Yet in the end, all those moments will be lost in time – because despite his incredible life and busy career, Hauer will probably always be best remembered for a 50-second, 42-word mini-monologue he delivered on screen in 1982, when he was playing fugitive synthetic Replicant Roy Batty in Ridley Scott’s iconic sci-fi film Blade Runner.

Delivered in his dying moments as a stunned Rick Deckard (Harrison Ford) looks on, the monologue (below) has gone down in history as one of the most moving soliloquies in cinema – all the more astonishing given that Hauer ended up writing some of it himself the night before shooting, cutting away swathes of the original script before adding the speech’s poignant final line (though not, as is often erroneously stated, improvising it on set).

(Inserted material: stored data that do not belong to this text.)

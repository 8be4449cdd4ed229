//! Configuration management
//!
//! Loads and saves configuration from XDG-compliant paths.
//! Config location: ~/.config/justicaa-discovery/config.toml

pub mod defaults;

use crate::error::{Error, Result};
use defaults::*;
use serde::{Deserialize, Serialize};
use std::collections::HashMap;
use std::fs;
use std::path::PathBuf;

/// Main configuration structure
#[derive(Debug, Clone, Serialize, Deserialize, Default)]
pub struct Config {
    /// Directory dataset settings
    #[serde(default)]
    pub directory: DirectoryConfig,

    /// Location resolution settings
    #[serde(default)]
    pub location: LocationConfig,

    /// Map URL settings
    #[serde(default)]
    pub url: UrlConfig,
}

/// Directory dataset settings
#[derive(Debug, Clone, Serialize, Deserialize)]
pub struct DirectoryConfig {
    /// Path to a JSON dataset overriding the embedded one (empty = embedded)
    #[serde(default = "default_directory_path")]
    pub path: String,
}

/// Location resolution settings
#[derive(Debug, Clone, Serialize, Deserialize)]
pub struct LocationConfig {
    /// Whether IP geolocation results are cached on disk
    #[serde(default = "default_ip_cache")]
    pub ip_cache: bool,

    /// Device geolocation timeout in seconds before the IP fallback
    #[serde(default = "default_timeout_secs")]
    pub timeout_secs: u64,
}

impl LocationConfig {
    /// Device timeout as a [`Duration`](std::time::Duration)
    pub fn device_timeout(&self) -> std::time::Duration {
        std::time::Duration::from_secs(self.timeout_secs)
    }
}

/// Map URL settings
#[derive(Debug, Clone, Serialize, Deserialize)]
pub struct UrlConfig {
    /// Default map provider
    #[serde(default = "default_url_provider")]
    pub default: String,

    /// Provider templates for directions and search URLs
    #[serde(default = "default_url_providers")]
    pub providers: HashMap<String, UrlProvider>,
}

/// Templates for one map provider
///
/// Directions templates take `{olat}`, `{olng}`, `{dlat}`, `{dlng}`;
/// search templates take a percent-encoded `{query}`.
#[derive(Debug, Clone, Serialize, Deserialize)]
pub struct UrlProvider {
    pub directions: String,
    pub search: String,
}

// Default value functions for serde
fn default_directory_path() -> String {
    DEFAULT_DIRECTORY_PATH.to_string()
}
fn default_ip_cache() -> bool {
    DEFAULT_IP_CACHE
}
fn default_timeout_secs() -> u64 {
    DEFAULT_DEVICE_TIMEOUT_SECS
}
fn default_url_provider() -> String {
    DEFAULT_URL_PROVIDER.to_string()
}
fn default_url_providers() -> HashMap<String, UrlProvider> {
    let mut providers = HashMap::new();
    providers.insert(
        "google".to_string(),
        UrlProvider {
            directions:
                "https://www.google.com/maps/dir/?api=1&origin={olat},{olng}&destination={dlat},{dlng}"
                    .to_string(),
            search: "https://www.google.com/maps/search/?api=1&query={query}".to_string(),
        },
    );
    providers.insert(
        "openstreetmap".to_string(),
        UrlProvider {
            directions:
                "https://www.openstreetmap.org/directions?from={olat},{olng}&to={dlat},{dlng}"
                    .to_string(),
            search: "https://www.openstreetmap.org/search?query={query}".to_string(),
        },
    );
    providers
}

impl Default for DirectoryConfig {
    fn default() -> Self {
        Self {
            path: default_directory_path(),
        }
    }
}

impl Default for LocationConfig {
    fn default() -> Self {
        Self {
            ip_cache: default_ip_cache(),
            timeout_secs: default_timeout_secs(),
        }
    }
}

impl Default for UrlConfig {
    fn default() -> Self {
        Self {
            default: default_url_provider(),
            providers: default_url_providers(),
        }
    }
}

impl Config {
    /// Get the config directory path
    pub fn config_dir() -> Result<PathBuf> {
        dirs::config_dir()
            .map(|p| p.join(APP_DIR_NAME))
            .ok_or_else(|| Error::Config("Could not determine config directory".to_string()))
    }

    /// Get the config file path
    pub fn config_path() -> Result<PathBuf> {
        Ok(Self::config_dir()?.join(CONFIG_FILE_NAME))
    }

    /// Load configuration from the default path
    ///
    /// Creates default config if file doesn't exist
    pub fn load() -> Result<Self> {
        let path = Self::config_path()?;

        if path.exists() {
            let content = fs::read_to_string(&path)
                .map_err(|e| Error::Config(format!("Failed to read config file: {}", e)))?;

            toml::from_str(&content)
                .map_err(|e| Error::Config(format!("Failed to parse config file: {}", e)))
        } else {
            let config = Config::default();
            config.save()?;
            Ok(config)
        }
    }

    /// Save configuration to the default path
    pub fn save(&self) -> Result<()> {
        let path = Self::config_path()?;

        if let Some(parent) = path.parent() {
            fs::create_dir_all(parent)
                .map_err(|e| Error::Config(format!("Failed to create config directory: {}", e)))?;
        }

        let content = toml::to_string_pretty(self)
            .map_err(|e| Error::Config(format!("Failed to serialize config: {}", e)))?;

        fs::write(&path, content)
            .map_err(|e| Error::Config(format!("Failed to write config file: {}", e)))?;

        Ok(())
    }

    /// Get a configuration value by key path
    ///
    /// Key format: "section.key"
    pub fn get(&self, key: &str) -> Option<String> {
        let parts: Vec<&str> = key.split('.').collect();

        match parts.as_slice() {
            ["directory", "path"] => Some(self.directory.path.clone()),
            ["location", "ip_cache"] => Some(self.location.ip_cache.to_string()),
            ["location", "timeout_secs"] => Some(self.location.timeout_secs.to_string()),
            ["url", "default"] => Some(self.url.default.clone()),
            _ => None,
        }
    }

    /// Set a configuration value by key path
    ///
    /// Key format: "section.key"
    pub fn set(&mut self, key: &str, value: &str) -> Result<()> {
        let parts: Vec<&str> = key.split('.').collect();

        match parts.as_slice() {
            ["directory", "path"] => {
                self.directory.path = value.to_string();
            }
            ["location", "ip_cache"] => {
                self.location.ip_cache = value
                    .parse()
                    .map_err(|_| Error::Config(format!("Invalid ip_cache value: {}", value)))?;
            }
            ["location", "timeout_secs"] => {
                self.location.timeout_secs = value
                    .parse()
                    .map_err(|_| Error::Config(format!("Invalid timeout_secs value: {}", value)))?;
            }
            ["url", "default"] => {
                if !self.url.providers.contains_key(value) {
                    return Err(Error::Config(format!("Unknown URL provider: {}", value)));
                }
                self.url.default = value.to_string();
            }
            _ => {
                return Err(Error::Config(format!("Unknown config key: {}", key)));
            }
        }

        Ok(())
    }

    /// All settable config keys
    pub fn available_keys() -> &'static [&'static str] {
        &[
            "directory.path",
            "location.ip_cache",
            "location.timeout_secs",
            "url.default",
        ]
    }

    /// Look up the template set for a provider (default when `None`)
    pub fn url_provider(&self, provider: Option<&str>) -> Result<&UrlProvider> {
        let name = provider.unwrap_or(&self.url.default);
        self.url
            .providers
            .get(name)
            .ok_or_else(|| Error::Config(format!("Unknown URL provider: {}", name)))
    }
}

#[cfg(test)]
mod tests {
    use super::*;

    #[test]
    fn test_default_config() {
        let config = Config::default();
        assert_eq!(config.directory.path, "");
        assert!(config.location.ip_cache);
        assert_eq!(config.url.default, "google");
        assert!(config.url.providers.contains_key("google"));
        assert!(config.url.providers.contains_key("openstreetmap"));
    }

    #[test]
    fn test_get_set_roundtrip() {
        let mut config = Config::default();

        config.set("directory.path", "/tmp/lawyers.json").unwrap();
        assert_eq!(
            config.get("directory.path").unwrap(),
            "/tmp/lawyers.json"
        );

        config.set("location.ip_cache", "false").unwrap();
        assert_eq!(config.get("location.ip_cache").unwrap(), "false");

        config.set("location.timeout_secs", "5").unwrap();
        assert_eq!(config.get("location.timeout_secs").unwrap(), "5");

        config.set("url.default", "openstreetmap").unwrap();
        assert_eq!(config.get("url.default").unwrap(), "openstreetmap");
    }

    #[test]
    fn test_set_rejects_unknown_key() {
        let mut config = Config::default();
        assert!(config.set("unknown.key", "value").is_err());
    }

    #[test]
    fn test_set_rejects_unknown_provider() {
        let mut config = Config::default();
        assert!(config.set("url.default", "mapquest").is_err());
    }

    #[test]
    fn test_set_rejects_bad_bool() {
        let mut config = Config::default();
        assert!(config.set("location.ip_cache", "maybe").is_err());
    }

    #[test]
    fn test_set_rejects_bad_timeout() {
        let mut config = Config::default();
        assert!(config.set("location.timeout_secs", "soon").is_err());
    }

    #[test]
    fn test_device_timeout_duration() {
        let mut config = Config::default();
        assert_eq!(config.location.device_timeout().as_secs(), 10);
        config.set("location.timeout_secs", "3").unwrap();
        assert_eq!(config.location.device_timeout().as_secs(), 3);
    }

    #[test]
    fn test_url_provider_lookup() {
        let config = Config::default();
        assert!(config.url_provider(None).is_ok());
        assert!(config.url_provider(Some("openstreetmap")).is_ok());
        assert!(config.url_provider(Some("mapquest")).is_err());
    }

    #[test]
    fn test_toml_roundtrip() {
        let config = Config::default();
        let toml_str = toml::to_string_pretty(&config).unwrap();
        let parsed: Config = toml::from_str(&toml_str).unwrap();
        assert_eq!(parsed.url.default, config.url.default);
        assert_eq!(parsed.location.ip_cache, config.location.ip_cache);
    }

    #[test]
    fn test_empty_toml_uses_defaults() {
        let parsed: Config = toml::from_str("").unwrap();
        assert!(parsed.location.ip_cache);
        assert_eq!(parsed.url.default, "google");
    }
}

I've seen things you people wouldn't believe. Attack ships on fire off the shoulder of Orion. I watched C-beams glitter in the dark near the Tannhäuser Gate. All those moments will be lost in time, like… tears in rain. Time to die.

Despite its many fine qualities, new sequel Blade Runner 2049 has nothing to touch the sheer poetry of this scene – but its release provides the perfect excuse to revisit Hauer’s near-legendary monologue, which I managed to discuss with the man himself some time ago when he was promoting other projects.

“The irony is that all I did in Blade Runner was… and I’m not saying it’s nothing, but it’s so little,” Hauer says of the scene that more or less made his career.

“I kept two lines, because I thought they were poetic. I thought they belonged to this character, because somewhere in his digital head he has poetry, and knows what it is. He feels it! And while his batteries are going, he comes up with the two lines.”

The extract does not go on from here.